## Task to complete
Give again, unaltered, the lines of the listing below that run from the line having "self.rows.lock().get(domain).map(|record| record.max_id)" through the line having "lease protocol whenever".

##### Provided entries

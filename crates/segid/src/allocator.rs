use crate::producer::producer_loop;
use crate::{AllocatorConfig, Error, Result, SegmentStore};
use tokio::sync::mpsc;
use tokio::task::JoinHandle;
use tokio_util::sync::CancellationToken;

/// A monotonically increasing unique-ID generator for one business domain.
///
/// IDs are drawn from segments leased out of a shared [`SegmentStore`]; the
/// store's watermark is the sole source of durable uniqueness, so IDs stay
/// unique across restarts and across instances sharing a domain. A single
/// background producer task keeps a bounded buffer of ready IDs, amortizing
/// the store round-trip over `step` IDs and decoupling callers from store
/// latency.
///
/// Within one instance, consecutive IDs differ by exactly 1 inside a lease
/// and are delivered to callers in strict FIFO order. IDs buffered but not
/// yet retrieved are lost on process exit; the watermark already covers
/// them, so uniqueness is unaffected.
///
/// ## Features
/// - ✅ Unique across instances sharing a domain (row-locked leases)
/// - ✅ Strictly increasing per instance
/// - ✅ Bounded prefetch with natural backpressure
/// - ❌ Not gap-free: IDs unconsumed at exit are never reissued
///
/// # Example
///
/// ```
/// use segid::{AllocatorConfig, MemoryStore, SegmentAllocator};
///
/// # #[tokio::main(flavor = "current_thread")]
/// # async fn main() -> segid::Result<()> {
/// let store = MemoryStore::new();
/// store.insert_domain("invoice", 0, 1000);
///
/// let allocator = SegmentAllocator::new(store, AllocatorConfig::new("invoice"))?;
/// assert_eq!(allocator.next_id().await?, 1);
/// assert_eq!(allocator.next_id().await?, 2);
///
/// allocator.shutdown().await;
/// # Ok(())
/// # }
/// ```
#[derive(Debug)]
pub struct SegmentAllocator {
    ids: tokio::sync::Mutex<mpsc::Receiver<i64>>,
    shutdown: CancellationToken,
    producer: parking_lot::Mutex<Option<JoinHandle<()>>>,
}

impl SegmentAllocator {
    /// Creates an allocator and starts its background producer.
    ///
    /// Returns immediately without waiting for the first lease; the buffer
    /// may be briefly empty while the producer initializes. A store that
    /// turns out to be unreachable surfaces later, as [`Error::Closed`] from
    /// [`Self::next_id`] once the producer exhausts its lease attempts.
    ///
    /// Must be called from within a Tokio runtime.
    ///
    /// # Errors
    ///
    /// - [`Error::InvalidCapacity`] if `config.buffer_capacity` is 0.
    /// - [`Error::InvalidAttempts`] if `config.lease_attempts` is 0.
    pub fn new<S>(store: S, config: AllocatorConfig) -> Result<Self>
    where
        S: SegmentStore + Send + Sync + 'static,
    {
        if config.buffer_capacity == 0 {
            return Err(Error::InvalidCapacity);
        }
        if config.lease_attempts == 0 {
            return Err(Error::InvalidAttempts);
        }

        let (tx, rx) = mpsc::channel(config.buffer_capacity);
        let shutdown = CancellationToken::new();
        let producer = tokio::spawn(producer_loop(store, config, tx, shutdown.clone()));

        Ok(Self {
            ids: tokio::sync::Mutex::new(rx),
            shutdown,
            producer: parking_lot::Mutex::new(Some(producer)),
        })
    }

    /// Returns the next ID, waiting until one is buffered.
    ///
    /// IDs are delivered in the exact order the producer generated them. May
    /// be called from any number of tasks concurrently.
    ///
    /// # Errors
    ///
    /// [`Error::Closed`] once the producer has terminated (shutdown or fatal
    /// lease failure) and the buffer is drained.
    pub async fn next_id(&self) -> Result<i64> {
        let mut ids = self.ids.lock().await;
        ids.recv().await.ok_or(Error::Closed)
    }

    /// Whether the background producer is still alive.
    ///
    /// `false` after [`Self::shutdown`], or once the producer died of a
    /// fatal lease failure. IDs already buffered remain retrievable either
    /// way.
    pub fn is_running(&self) -> bool {
        self.producer
            .lock()
            .as_ref()
            .is_some_and(|producer| !producer.is_finished())
    }

    /// Stops the producer and waits for it to finish.
    ///
    /// Idempotent. IDs already buffered can still be drained with
    /// [`Self::next_id`]; after that, callers observe [`Error::Closed`].
    pub async fn shutdown(&self) {
        self.shutdown.cancel();
        let producer = self.producer.lock().take();
        if let Some(producer) = producer {
            #[cfg(feature = "tracing")]
            tracing::debug!("waiting for producer to stop");
            let _ = producer.await;
        }
    }
}

impl Drop for SegmentAllocator {
    fn drop(&mut self) {
        // Unblock a producer that is mid-lease; one blocked on the buffer
        // exits on its own once the receiver is gone.
        self.shutdown.cancel();
    }
}
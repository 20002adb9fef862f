use core::hint::black_box;
use criterion::{Criterion, Throughput, criterion_group, criterion_main};
use segid::{AllocatorConfig, MemoryStore, SegmentAllocator};
use tokio::runtime::Builder;

// Number of IDs drained per benchmark iteration.
const TOTAL_IDS: usize = 4096;

/// Benchmarks draining a steadily-producing allocator end to end: lease,
/// buffer handoff, and consumer receive.
fn bench_allocator_drain(c: &mut Criterion) {
    let mut group = c.benchmark_group("allocator/drain");
    group.throughput(Throughput::Elements(TOTAL_IDS as u64));

    for step in [64_i64, 1024] {
        let rt = Builder::new_multi_thread()
            .worker_threads(2)
            .build()
            .expect("failed to build runtime");

        group.bench_function(format!("step/{step}"), |b| {
            b.to_async(&rt).iter(|| async move {
                let store = MemoryStore::new();
                store.insert_domain("bench", 0, step);

                let allocator = SegmentAllocator::new(
                    store,
                    AllocatorConfig::new("bench").with_buffer_capacity(256),
                )
                .expect("valid config");

                for _ in 0..TOTAL_IDS {
                    black_box(allocator.next_id().await.expect("allocator closed"));
                }

                allocator.shutdown().await;
            });
        });
    }

    group.finish();
}

criterion_group!(benches, bench_allocator_drain);
criterion_main!(benches);
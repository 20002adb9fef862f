use crate::{Error, Result, Segment, SegmentStore};
use parking_lot::Mutex;
use std::collections::HashMap;

#[derive(Debug, Clone, Copy)]
struct Record {
    max_id: i64,
    step: i64,
}

/// An in-process [`SegmentStore`].
///
/// Each domain is a row in a mutex-guarded map; the mutex serializes the
/// read-modify-write the same way the row lock does in the relational store.
/// Suitable for tests, benchmarks, and single-process deployments where
/// cross-process uniqueness is not required.
///
/// # Example
///
/// ```
/// use segid::{MemoryStore, SegmentStore};
///
/// # #[tokio::main(flavor = "current_thread")]
/// # async fn main() {
/// let store = MemoryStore::new();
/// store.insert_domain("invoice", 100, 10);
///
/// let segment = store.next_segment("invoice").await.unwrap();
/// assert_eq!(segment.end(), 110);
/// assert_eq!(store.watermark("invoice"), Some(110));
/// # }
/// ```
#[derive(Debug, Default)]
pub struct MemoryStore {
    rows: Mutex<HashMap<String, Record>>,
}

impl MemoryStore {
    /// Creates an empty store.
    pub fn new() -> Self {
        Self::default()
    }

    /// Provisions a domain record, replacing any existing one.
    ///
    /// `max_id` is the initial watermark (the first issued ID will be
    /// `max_id + 1`); `step` is the number of IDs granted per lease.
    pub fn insert_domain(&self, domain: impl Into<String>, max_id: i64, step: i64) {
        self.rows
            .lock()
            .insert(domain.into(), Record { max_id, step });
    }

    /// The current watermark for `domain`, if provisioned.
    pub fn watermark(&self, domain: &str) -> Option<i64> {
        self.rows.lock().get(domain).map(|record| record.max_id)
    }
}

impl SegmentStore for MemoryStore {
    async fn next_segment(&self, domain: &str) -> Result<Segment> {
        let mut rows = self.rows.lock();
        let record = rows.get_mut(domain).ok_or_else(|| Error::DomainNotFound {
            domain: domain.to_owned(),
        })?;

        if record.step <= 0 {
            return Err(Error::Store {
                context: format!("non-positive step {} for domain {domain:?}", record.step),
            });
        }
        let end = record.max_id.checked_add(record.step).ok_or_else(|| Error::Store {
            context: format!("watermark overflow for domain {domain:?}"),
        })?;

        let start = record.max_id;
        record.max_id = end;
        Ok(Segment::new(start, end))
    }
}
//! The background segment producer.
//!
//! One producer task runs per allocator instance. It owns the current
//! [`Segment`], refills it through the retry-guarded lease protocol whenever
//! it is exhausted, and feeds individual IDs into the bounded buffer. The
//! buffer send blocks when the buffer is full, so the producer never runs
//! more than the configured capacity ahead of consumption.

use crate::{AllocatorConfig, Error, Result, Segment, SegmentStore};
use tokio::sync::mpsc;
use tokio_util::sync::CancellationToken;

/// Leases a segment, retrying transient failures up to `attempts` times.
///
/// Retries are immediate: short-lived lease transactions are expected to
/// clear contention within a few attempts. Non-transient errors (a missing
/// domain record) fail fast without consuming further attempts. If every
/// attempt fails, the last error is returned.
#[cfg_attr(feature = "tracing", tracing::instrument(skip(store)))]
pub(crate) async fn lease_with_retry<S>(store: &S, domain: &str, attempts: u32) -> Result<Segment>
where
    S: SegmentStore,
{
    let mut last = Error::Store {
        context: "no lease attempted".to_owned(),
    };

    for _attempt in 1..=attempts {
        match store.next_segment(domain).await {
            Ok(segment) => return Ok(segment),
            Err(err) if !err.is_transient() => return Err(err),
            Err(err) => {
                #[cfg(feature = "tracing")]
                tracing::trace!("lease attempt {_attempt}/{attempts} for {domain:?} failed: {err}");
                last = err;
            }
        }
    }

    Err(last)
}

/// Producer task responsible for keeping the ID buffer fed.
///
/// Designed to be spawned as a Tokio task; runs until one of:
///
/// - the shutdown token is cancelled (graceful stop),
/// - every receiver handle is gone (the allocator was dropped),
/// - a lease fails terminally (retries exhausted or the domain is missing).
///
/// The shutdown token is honored at every await point: both while waiting on
/// a lease and while waiting for buffer space. A buffer slot is reserved
/// before the cursor advances, so cancellation never discards an ID that was
/// already drawn from the segment.
///
/// On return the sender is dropped, closing the channel; consumers observe
/// the closure as [`Error::Closed`] once the buffer drains.
pub(crate) async fn producer_loop<S>(
    store: S,
    config: AllocatorConfig,
    ids: mpsc::Sender<i64>,
    shutdown: CancellationToken,
) where
    S: SegmentStore,
{
    #[cfg(feature = "tracing")]
    tracing::trace!("producer for {:?} started", config.domain);

    // Start drained so the first iteration performs the initial lease.
    let mut segment = Segment::drained();

    loop {
        if segment.is_exhausted() {
            let leased = tokio::select! {
                () = shutdown.cancelled() => {
                    #[cfg(feature = "tracing")]
                    tracing::debug!("producer for {:?} cancelled before lease", config.domain);
                    return;
                }
                leased = lease_with_retry(&store, &config.domain, config.lease_attempts) => leased,
            };

            segment = match leased {
                Ok(next) if next.is_exhausted() => {
                    #[cfg(feature = "tracing")]
                    tracing::error!(
                        "producer for {:?} stopping: store granted an empty segment",
                        config.domain
                    );
                    return;
                }
                Ok(next) => {
                    #[cfg(feature = "tracing")]
                    tracing::debug!(
                        "leased {} ids up to {} for {:?}",
                        next.remaining(),
                        next.end(),
                        config.domain
                    );
                    next
                }
                Err(_err) => {
                    #[cfg(feature = "tracing")]
                    tracing::error!("producer for {:?} stopping: {_err}", config.domain);
                    return;
                }
            };
        }

        tokio::select! {
            () = shutdown.cancelled() => {
                #[cfg(feature = "tracing")]
                tracing::debug!("producer for {:?} cancelled", config.domain);
                return;
            }
            permit = ids.reserve() => match permit {
                Ok(permit) => {
                    if let Some(id) = segment.next() {
                        permit.send(id);
                    }
                }
                // Every receiver is gone; nobody is left to consume.
                Err(_) => return,
            }
        }
    }
}

#[cfg(test)]
mod tests {
    use super::*;
    use crate::MemoryStore;
    use std::sync::Arc;
    use std::sync::atomic::{AtomicU32, Ordering};

    /// Fails a scripted number of leases before delegating to a real store.
    struct FlakyStore {
        inner: MemoryStore,
        failures: AtomicU32,
        attempts: AtomicU32,
    }

    impl FlakyStore {
        fn new(inner: MemoryStore, failures: u32) -> Self {
            Self {
                inner,
                failures: AtomicU32::new(failures),
                attempts: AtomicU32::new(0),
            }
        }
    }

    impl SegmentStore for FlakyStore {
        async fn next_segment(&self, domain: &str) -> Result<Segment> {
            self.attempts.fetch_add(1, Ordering::SeqCst);
            if self
                .failures
                .fetch_update(Ordering::SeqCst, Ordering::SeqCst, |remaining| {
                    remaining.checked_sub(1)
                })
                .is_ok()
            {
                return Err(Error::Store {
                    context: "injected failure".to_owned(),
                });
            }
            self.inner.next_segment(domain).await
        }
    }

    #[tokio::test]
    async fn recovers_within_the_attempt_bound() {
        let store = MemoryStore::new();
        store.insert_domain("order", 0, 5);
        let store = FlakyStore::new(store, 2);

        let segment = lease_with_retry(&store, "order", 5).await.unwrap();
        assert_eq!(segment, Segment::new(0, 5));
        assert_eq!(store.attempts.load(Ordering::SeqCst), 3);
    }

    #[tokio::test]
    async fn returns_the_last_error_after_exhausting_attempts() {
        let store = FlakyStore::new(MemoryStore::new(), u32::MAX);

        let err = lease_with_retry(&store, "order", 5).await.unwrap_err();
        assert_eq!(
            err,
            Error::Store {
                context: "injected failure".to_owned()
            }
        );
        assert_eq!(store.attempts.load(Ordering::SeqCst), 5);
    }

    #[tokio::test]
    async fn missing_domain_fails_without_retrying() {
        let store = Arc::new(MemoryStore::new());

        let err = lease_with_retry(&store, "ghost", 5).await.unwrap_err();
        assert_eq!(
            err,
            Error::DomainNotFound {
                domain: "ghost".to_owned()
            }
        );
    }
}
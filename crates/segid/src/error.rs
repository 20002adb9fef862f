//! Error types for the segment allocator.
//!
//! The central [`Error`] enum captures every reportable failure in the
//! allocator: store-level lease failures, configuration mistakes, and the
//! terminal "allocator is closed" state observed by consumers. The retry
//! wrapper consults [`Error::is_transient`] to decide whether another lease
//! attempt is worthwhile.

pub type Result<T, E = Error> = core::result::Result<T, E>;

/// Unified error type for the segment allocator.
#[derive(Clone, thiserror::Error, Debug, PartialEq, Eq)]
#[non_exhaustive]
pub enum Error {
    /// No segment record exists for the requested domain.
    ///
    /// This is a provisioning problem, not contention: retrying cannot
    /// succeed until an operator inserts the row.
    #[error("no segment record for domain {domain:?}")]
    DomainNotFound { domain: String },

    /// The store failed to begin, read, write or commit the lease
    /// transaction.
    #[error("store error: {context}")]
    Store { context: String },

    /// The buffer capacity was zero; a zero-capacity buffer would deadlock
    /// the producer on its first send.
    #[error("buffer capacity must be at least 1")]
    InvalidCapacity,

    /// The lease attempt bound was zero; the producer could never obtain a
    /// segment.
    #[error("lease attempts must be at least 1")]
    InvalidAttempts,

    /// The producer has terminated and the buffer is drained.
    ///
    /// Returned by [`SegmentAllocator::next_id`] after a shutdown or a fatal
    /// lease failure, instead of blocking forever.
    ///
    /// [`SegmentAllocator::next_id`]: crate::SegmentAllocator::next_id
    #[error("allocator is closed")]
    Closed,
}

impl Error {
    /// Whether a failed lease attempt may be retried immediately.
    ///
    /// Store failures are treated as transient contention (lock waits,
    /// aborted transactions, momentary connectivity blips). A missing domain
    /// record is not: it fails fast without consuming further attempts.
    pub const fn is_transient(&self) -> bool {
        matches!(self, Self::Store { .. })
    }
}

##########

## Answer to this task
        self.rows.lock().get(domain).map(|record| record.max_id)
    }
}

impl SegmentStore for MemoryStore {
    async fn next_segment(&self, domain: &str) -> Result<Segment> {
        let mut rows = self.rows.lock();
        let record = rows.get_mut(domain).ok_or_else(|| Error::DomainNotFound {
            domain: domain.to_owned(),
        })?;

        if record.step <= 0 {
            return Err(Error::Store {
                context: format!("non-positive step {} for domain {domain:?}", record.step),
            });
        }
        let end = record.max_id.checked_add(record.step).ok_or_else(|| Error::Store {
            context: format!("watermark overflow for domain {domain:?}"),
        })?;

        let start = record.max_id;
        record.max_id = end;
        Ok(Segment::new(start, end))
    }
}
//! The background segment producer.
//!
//! One producer task runs per allocator instance. It owns the current
//! [`Segment`], refills it through the retry-guarded lease protocol whenever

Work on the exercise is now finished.